**WORK INSTRUCTION:**
Return, word for word, only the lines of the data below that lie between the line with "let canonical = self.forward.remove(display_id)?;" and the line with "let mut maps", those two lines included.

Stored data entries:
--- START ---
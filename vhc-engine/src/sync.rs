//! Sync bridge: merging the store's change feed into local state
//!
//! The store pushes row changes that may arrive duplicated or out of
//! order, possibly while a local write for the same finding is pending.
//! Merge policy is field-level last-write-wins: an incoming field lands
//! unless this session modified that field within the debounce window, in
//! which case the local value is kept. Merge conflicts are not errors and
//! never surface to the user.

use std::time::Duration;

use tracing::{debug, trace};

use vhc_common::ids::CanonicalId;
use vhc_common::model::PersistedFinding;

use crate::identity::AliasStore;
use crate::state::{FindingField, SharedJobState};
use crate::store::StoreChange;

/// What a merge did, for completion recomputation and event emission.
#[derive(Debug, Clone, Copy, PartialEq, Eq)]
pub struct MergeOutcome {
    /// Whether local state changed at all
    pub changed: bool,
    /// The finding the change was scoped to, if any
    pub canonical_id: Option<CanonicalId>,
}

impl MergeOutcome {
    fn unchanged() -> Self {
        Self {
            changed: false,
            canonical_id: None,
        }
    }
}

/// Merge one feed notification into local state.
pub async fn merge_change(
    state: &SharedJobState,
    aliases: &AliasStore,
    window: Duration,
    change: StoreChange,
) -> MergeOutcome {
    match change {
        StoreChange::FindingUpserted { finding } => merge_finding(state, window, finding).await,
        StoreChange::PartLinesChanged { finding_id, lines } => {
            state.set_part_lines(finding_id, lines).await;
            MergeOutcome {
                changed: true,
                canonical_id: Some(finding_id),
            }
        }
        StoreChange::AliasUpserted {
            display_id,
            canonical_id,
        } => {
            aliases.apply_remote(display_id, canonical_id);
            MergeOutcome {
                changed: true,
                canonical_id: Some(canonical_id),
            }
        }
        StoreChange::AliasRemoved { display_id } => {
            aliases.remove_remote(&display_id);
            MergeOutcome::unchanged()
        }
    }
}

async fn merge_finding(
    state: &SharedJobState,
    window: Duration,
    incoming: PersistedFinding,
) -> MergeOutcome {
    let id = incoming.canonical_id;

    let local = match state.finding(id).await {
        Some(local) => local,
        None => {
            // Unknown record (e.g. created by another session); take it whole
            debug!(canonical_id = %id, "Adopting remote finding");
            state.upsert_finding(incoming).await;
            return MergeOutcome {
                changed: true,
                canonical_id: Some(id),
            };
        }
    };

    // Duplicate or out-of-order notification: nothing newer here
    if incoming.updated_at <= local.updated_at {
        trace!(canonical_id = %id, "Stale or duplicate notification ignored");
        return MergeOutcome::unchanged();
    }

    // Start from the incoming row, then shield fields this session
    // touched within the debounce window
    let mut merged = incoming;
    if state.dirty_within(id, FindingField::ApprovalStatus, window).await {
        merged.approval_status = local.approval_status;
    }
    if state.dirty_within(id, FindingField::DisplayStatus, window).await {
        merged.display_status = local.display_status;
    }
    if state.dirty_within(id, FindingField::LabourHours, window).await {
        merged.labour_hours = local.labour_hours;
    }
    if state.dirty_within(id, FindingField::LabourComplete, window).await {
        merged.labour_complete = local.labour_complete;
    }
    if state.dirty_within(id, FindingField::PartsComplete, window).await {
        merged.parts_complete = local.parts_complete;
    }
    if state.dirty_within(id, FindingField::PartsNotRequired, window).await {
        merged.parts_not_required = local.parts_not_required;
    }
    if state.dirty_within(id, FindingField::TotalOverride, window).await {
        merged.total_override = local.total_override;
    }

    let changed = merged != local;
    if changed {
        debug!(canonical_id = %id, "Merged remote finding change");
        state.upsert_finding(merged).await;
    }
    MergeOutcome {
        changed,
        canonical_id: Some(id),
    }
}

#[cfg(test)]
mod tests {
    use super::*;
    use crate::store::{FindingStore, MemoryStore};
    use chrono::{Duration as ChronoDuration, Utc};
    use std::sync::Arc;
    use uuid::Uuid;
    use vhc_common::ids::DisplayId;
    use vhc_common::model::{ApprovalStatus, NewFinding, Severity};

    const WINDOW: Duration = Duration::from_millis(650);

    fn record(id: i64) -> PersistedFinding {
        NewFinding {
            section: "Brakes & Hubs".into(),
            sub_area_key: "front".into(),
            source_key: "front pads".into(),
            line_key: "k".into(),
            issue_title: "Front Pads".into(),
            issue_description: "worn".into(),
            severity: Severity::Amber,
            labour_hours: None,
        }
        .into_persisted(CanonicalId::new(id), Uuid::new_v4(), Utc::now())
    }

    fn harness() -> (SharedJobState, AliasStore) {
        let store = Arc::new(MemoryStore::new());
        let state = SharedJobState::new();
        let aliases = AliasStore::new(Uuid::new_v4(), store as Arc<dyn FindingStore>);
        (state, aliases)
    }

    #[tokio::test]
    async fn test_unknown_record_adopted() {
        let (state, aliases) = harness();
        let outcome = merge_change(
            &state,
            &aliases,
            WINDOW,
            StoreChange::FindingUpserted { finding: record(1) },
        )
        .await;
        assert!(outcome.changed);
        assert!(state.finding(CanonicalId::new(1)).await.is_some());
    }

    #[tokio::test]
    async fn test_duplicate_notification_is_idempotent() {
        let (state, aliases) = harness();
        let finding = record(1);
        state.upsert_finding(finding.clone()).await;

        let outcome = merge_change(
            &state,
            &aliases,
            WINDOW,
            StoreChange::FindingUpserted { finding },
        )
        .await;
        assert!(!outcome.changed);
    }

    #[tokio::test]
    async fn test_out_of_order_older_change_ignored() {
        let (state, aliases) = harness();
        let current = record(1);
        state.upsert_finding(current.clone()).await;

        let mut stale = current.clone();
        stale.approval_status = ApprovalStatus::Declined;
        stale.updated_at = current.updated_at - ChronoDuration::seconds(30);

        let outcome = merge_change(
            &state,
            &aliases,
            WINDOW,
            StoreChange::FindingUpserted { finding: stale },
        )
        .await;
        assert!(!outcome.changed);
        let local = state.finding(CanonicalId::new(1)).await.unwrap();
        assert_eq!(local.approval_status, ApprovalStatus::Pending);
    }

    #[tokio::test]
    async fn test_locally_dirty_field_shielded() {
        let (state, aliases) = harness();
        let current = record(1);
        state.upsert_finding(current.clone()).await;

        // This session just edited labour; remote also changed labour and
        // the description
        state
            .mark_dirty(CanonicalId::new(1), FindingField::LabourHours)
            .await;
        let local_patch = crate::store::StatusPatch {
            labour_hours: Some(Some(2.5)),
            ..Default::default()
        };
        state.apply_patch(CanonicalId::new(1), &local_patch).await;

        let mut incoming = current.clone();
        incoming.labour_hours = Some(9.0);
        incoming.issue_description = "worn, customer notified".into();
        incoming.updated_at = current.updated_at + ChronoDuration::seconds(5);

        let outcome = merge_change(
            &state,
            &aliases,
            WINDOW,
            StoreChange::FindingUpserted { finding: incoming },
        )
        .await;
        assert!(outcome.changed);

        let merged = state.finding(CanonicalId::new(1)).await.unwrap();
        assert_eq!(merged.labour_hours, Some(2.5), "local edit survives");
        assert_eq!(
            merged.issue_description, "worn, customer notified",
            "untouched field takes the remote value"
        );
    }

    #[tokio::test]
    async fn test_stale_dirty_stamp_does_not_shield() {
        let (state, aliases) = harness();
        let current = record(1);
        state.upsert_finding(current.clone()).await;

        // Dirty stamp outside the window: remote wins
        state
            .mark_dirty(CanonicalId::new(1), FindingField::LabourHours)
            .await;
        tokio::time::pause();
        tokio::time::advance(Duration::from_secs(5)).await;

        let mut incoming = current.clone();
        incoming.labour_hours = Some(9.0);
        incoming.updated_at = current.updated_at + ChronoDuration::seconds(5);

        merge_change(
            &state,
            &aliases,
            WINDOW,
            StoreChange::FindingUpserted { finding: incoming },
        )
        .await;
        let merged = state.finding(CanonicalId::new(1)).await.unwrap();
        assert_eq!(merged.labour_hours, Some(9.0));
    }

    #[tokio::test]
    async fn test_part_lines_replaced_and_alias_changes_applied() {
        let (state, aliases) = harness();
        let display = DisplayId::new("vhc-a");

        let outcome = merge_change(
            &state,
            &aliases,
            WINDOW,
            StoreChange::AliasUpserted {
                display_id: display.clone(),
                canonical_id: CanonicalId::new(3),
            },
        )
        .await;
        assert!(outcome.changed);
        assert_eq!(aliases.resolve_canonical(&display), Some(CanonicalId::new(3)));

        merge_change(
            &state,
            &aliases,
            WINDOW,
            StoreChange::AliasRemoved {
                display_id: display.clone(),
            },
        )
        .await;
        assert_eq!(aliases.resolve_canonical(&display), None);
    }
}
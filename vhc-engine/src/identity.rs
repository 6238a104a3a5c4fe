//! Identity Resolver (Alias Store)
//!
//! Maintains the bidirectional mapping between derived display
//! identifiers and store-assigned canonical identifiers. Resolution is a
//! synchronous in-memory lookup and never performs I/O; persistence of
//! alias rows is fire-and-forget with local-state-first semantics (the
//! local map is the write-through cache).
//!
//! Invariants:
//! - a display id maps to at most one live canonical id
//! - a canonical id has at most one live display id (the reverse map is
//!   derived, not independently stored)

use std::collections::HashMap;
use std::sync::{Arc, RwLock};

use tracing::{debug, warn};
use uuid::Uuid;

use vhc_common::ids::{CanonicalId, DisplayId};
use vhc_common::model::AliasRow;

use crate::store::FindingStore;

#[derive(Default)]
struct AliasMaps {
    forward: HashMap<DisplayId, CanonicalId>,
    reverse: HashMap<CanonicalId, DisplayId>,
}

impl AliasMaps {
    /// Insert a pair, evicting any conflicting pair in either direction.
    fn insert(&mut self, display_id: DisplayId, canonical_id: CanonicalId) {
        if let Some(old_canonical) = self.forward.remove(&display_id) {
            self.reverse.remove(&old_canonical);
        }
        if let Some(old_display) = self.reverse.remove(&canonical_id) {
            self.forward.remove(&old_display);
        }
        self.forward.insert(display_id.clone(), canonical_id);
        self.reverse.insert(canonical_id, display_id);
    }

    fn remove(&mut self, display_id: &DisplayId) -> Option<CanonicalId> {
        let canonical = self.forward.remove(display_id)?;
        self.reverse.remove(&canonical);
        Some(canonical)
    }
}

/// Alias store for one job
pub struct AliasStore {
    job_id: Uuid,
    store: Arc<dyn FindingStore>,
    // Sync lock, never held across an await: resolution must work from
    // non-async code and provably performs no I/O.
    maps: RwLock<AliasMaps>,
}

impl AliasStore {
    pub fn new(job_id: Uuid, store: Arc<dyn FindingStore>) -> Self {
        Self {
            job_id,
            store,
            maps: RwLock::new(AliasMaps::default()),
        }
    }

    /// Seed the local map from fetched alias rows.
    pub fn load(&self, rows: &[AliasRow]) {
        let mut maps = self.maps.write().unwrap();
        for row in rows {
            maps.insert(row.display_id.clone(), row.canonical_id);
        }
        debug!(count = rows.len(), "Alias map loaded");
    }

    /// Resolve a display id to its canonical id. Pure lookup, O(1), no I/O.
    pub fn resolve_canonical(&self, display_id: &DisplayId) -> Option<CanonicalId> {
        self.maps.read().unwrap().forward.get(display_id).copied()
    }

    /// The live display id for a canonical id, if any.
    pub fn display_for(&self, canonical_id: CanonicalId) -> Option<DisplayId> {
        self.maps.read().unwrap().reverse.get(&canonical_id).cloned()
    }

    /// Record a pair locally (synchronous) and persist it fire-and-forget.
    pub fn upsert(&self, display_id: DisplayId, canonical_id: CanonicalId) {
        self.maps
            .write()
            .unwrap()
            .insert(display_id.clone(), canonical_id);

        let store = Arc::clone(&self.store);
        let job_id = self.job_id;
        tokio::spawn(async move {
            if let Err(e) = store.upsert_alias(job_id, display_id.clone(), canonical_id).await {
                // Local map already holds the pair; a reload will re-derive
                // it through content matching.
                warn!(display_id = %display_id, error = %e, "Alias persistence failed");
            }
        });
    }

    /// Drop a pair locally (synchronous) and remove it fire-and-forget.
    /// Returns the canonical id the display id was mapped to.
    pub fn remove(&self, display_id: &DisplayId) -> Option<CanonicalId> {
        let canonical = self.maps.write().unwrap().remove(display_id)?;

        let store = Arc::clone(&self.store);
        let job_id = self.job_id;
        let display_id = display_id.clone();
        tokio::spawn(async move {
            if let Err(e) = store
                .remove_alias(job_id, display_id.clone(), Some(canonical))
                .await
            {
                warn!(display_id = %display_id, error = %e, "Alias removal failed");
            }
        });
        Some(canonical)
    }

    /// Merge a pair from the store's change feed (no persistence echo).
    pub fn apply_remote(&self, display_id: DisplayId, canonical_id: CanonicalId) {
        self.maps.write().unwrap().insert(display_id, canonical_id);
    }

    /// Drop a pair on the store's say-so (no persistence echo).
    pub fn remove_remote(&self, display_id: &DisplayId) {
        self.maps.write().unwrap().remove(display_id);
    }
}
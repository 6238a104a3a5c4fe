//! Persistence port for the reconciliation engine
//!
//! The engine never talks to a concrete database directly; everything
//! goes through the `FindingStore` trait. Two implementations ship with
//! the workspace: `SqliteStore` (the reference adapter) and `MemoryStore`
//! (in-memory, with failure and latency injection for tests).
//!
//! Duplicate creation is the caller's responsibility to avoid via content
//! matching; `create_finding` itself is safely retryable.

pub mod memory;
pub mod sqlite;

pub use memory::MemoryStore;
pub use sqlite::SqliteStore;

use async_trait::async_trait;
use rust_decimal::Decimal;
use tokio::sync::broadcast;
use uuid::Uuid;

use vhc_common::ids::{CanonicalId, DisplayId};
use vhc_common::model::{
    ApprovalStatus, DisplayStatus, JobSnapshot, NewFinding, PartLine, PersistedFinding,
};
use vhc_common::Result;

/// Field set applied to a persisted finding in one atomic update.
///
/// Outer `None` leaves a field untouched; for the doubly-optional fields
/// the inner `None` clears the stored value.
#[derive(Debug, Clone, Default)]
pub struct StatusPatch {
    pub approval_status: Option<ApprovalStatus>,
    pub display_status: Option<DisplayStatus>,
    pub labour_hours: Option<Option<f64>>,
    pub labour_complete: Option<bool>,
    pub parts_complete: Option<bool>,
    pub parts_not_required: Option<bool>,
    pub total_override: Option<Option<Decimal>>,
}

impl StatusPatch {
    /// Apply this patch to a record, returning whether anything changed.
    pub fn apply_to(&self, finding: &mut PersistedFinding) -> bool {
        let mut changed = false;
        if let Some(status) = self.approval_status {
            changed |= finding.approval_status != status;
            finding.approval_status = status;
        }
        if let Some(display) = self.display_status {
            changed |= finding.display_status != display;
            finding.display_status = display;
        }
        if let Some(hours) = self.labour_hours {
            changed |= finding.labour_hours != hours;
            finding.labour_hours = hours;
        }
        if let Some(flag) = self.labour_complete {
            changed |= finding.labour_complete != flag;
            finding.labour_complete = flag;
        }
        if let Some(flag) = self.parts_complete {
            changed |= finding.parts_complete != flag;
            finding.parts_complete = flag;
        }
        if let Some(flag) = self.parts_not_required {
            changed |= finding.parts_not_required != flag;
            finding.parts_not_required = flag;
        }
        if let Some(total) = self.total_override {
            changed |= finding.total_override != total;
            finding.total_override = total;
        }
        changed
    }
}

/// Row-change notification pushed on a job's subscription feed.
///
/// Delivery may be duplicated or out of order; consumers merge
/// idempotently keyed on `updated_at`.
#[derive(Debug, Clone)]
pub enum StoreChange {
    /// A finding row was created or updated
    FindingUpserted { finding: PersistedFinding },
    /// The part lines linked to a finding changed (full replacement set)
    PartLinesChanged {
        finding_id: CanonicalId,
        lines: Vec<PartLine>,
    },
    /// An alias pair was written
    AliasUpserted {
        display_id: DisplayId,
        canonical_id: CanonicalId,
    },
    /// An alias pair was removed
    AliasRemoved { display_id: DisplayId },
}

/// Abstract persistence operations the engine consumes.
#[async_trait]
pub trait FindingStore: Send + Sync {
    /// Fetch everything persisted for one job: findings, their part
    /// lines, and alias rows.
    async fn fetch_job_findings(&self, job_id: Uuid) -> Result<JobSnapshot>;

    /// Create a new persisted finding and return its canonical id.
    async fn create_finding(&self, job_id: Uuid, new: NewFinding) -> Result<CanonicalId>;

    /// Apply a status patch to a finding in one atomic update.
    async fn update_finding_status(
        &self,
        canonical_id: CanonicalId,
        patch: StatusPatch,
    ) -> Result<()>;

    /// Persist an alias pair, displacing any conflicting pair.
    async fn upsert_alias(
        &self,
        job_id: Uuid,
        display_id: DisplayId,
        canonical_id: CanonicalId,
    ) -> Result<()>;

    /// Remove an alias pair. When `canonical_id` is given, only a pair
    /// still pointing at that canonical id is removed.
    async fn remove_alias(
        &self,
        job_id: Uuid,
        display_id: DisplayId,
        canonical_id: Option<CanonicalId>,
    ) -> Result<()>;

    /// Subscribe to row-change notifications scoped to one job.
    fn subscribe(&self, job_id: Uuid) -> broadcast::Receiver<StoreChange>;
}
--- END ---
**EXERCISE RESULT:**
        let canonical = self.forward.remove(display_id)?;
        self.reverse.remove(&canonical);
        Some(canonical)
    }
}

/// Alias store for one job
pub struct AliasStore {
    job_id: Uuid,
    store: Arc<dyn FindingStore>,
    // Sync lock, never held across an await: resolution must work from
    // non-async code and provably performs no I/O.
    maps: RwLock<AliasMaps>,
}

impl AliasStore {
    pub fn new(job_id: Uuid, store: Arc<dyn FindingStore>) -> Self {
        Self {
            job_id,
            store,
            maps: RwLock::new(AliasMaps::default()),
        }
    }

    /// Seed the local map from fetched alias rows.
    pub fn load(&self, rows: &[AliasRow]) {
        let mut maps = self.maps.write().unwrap();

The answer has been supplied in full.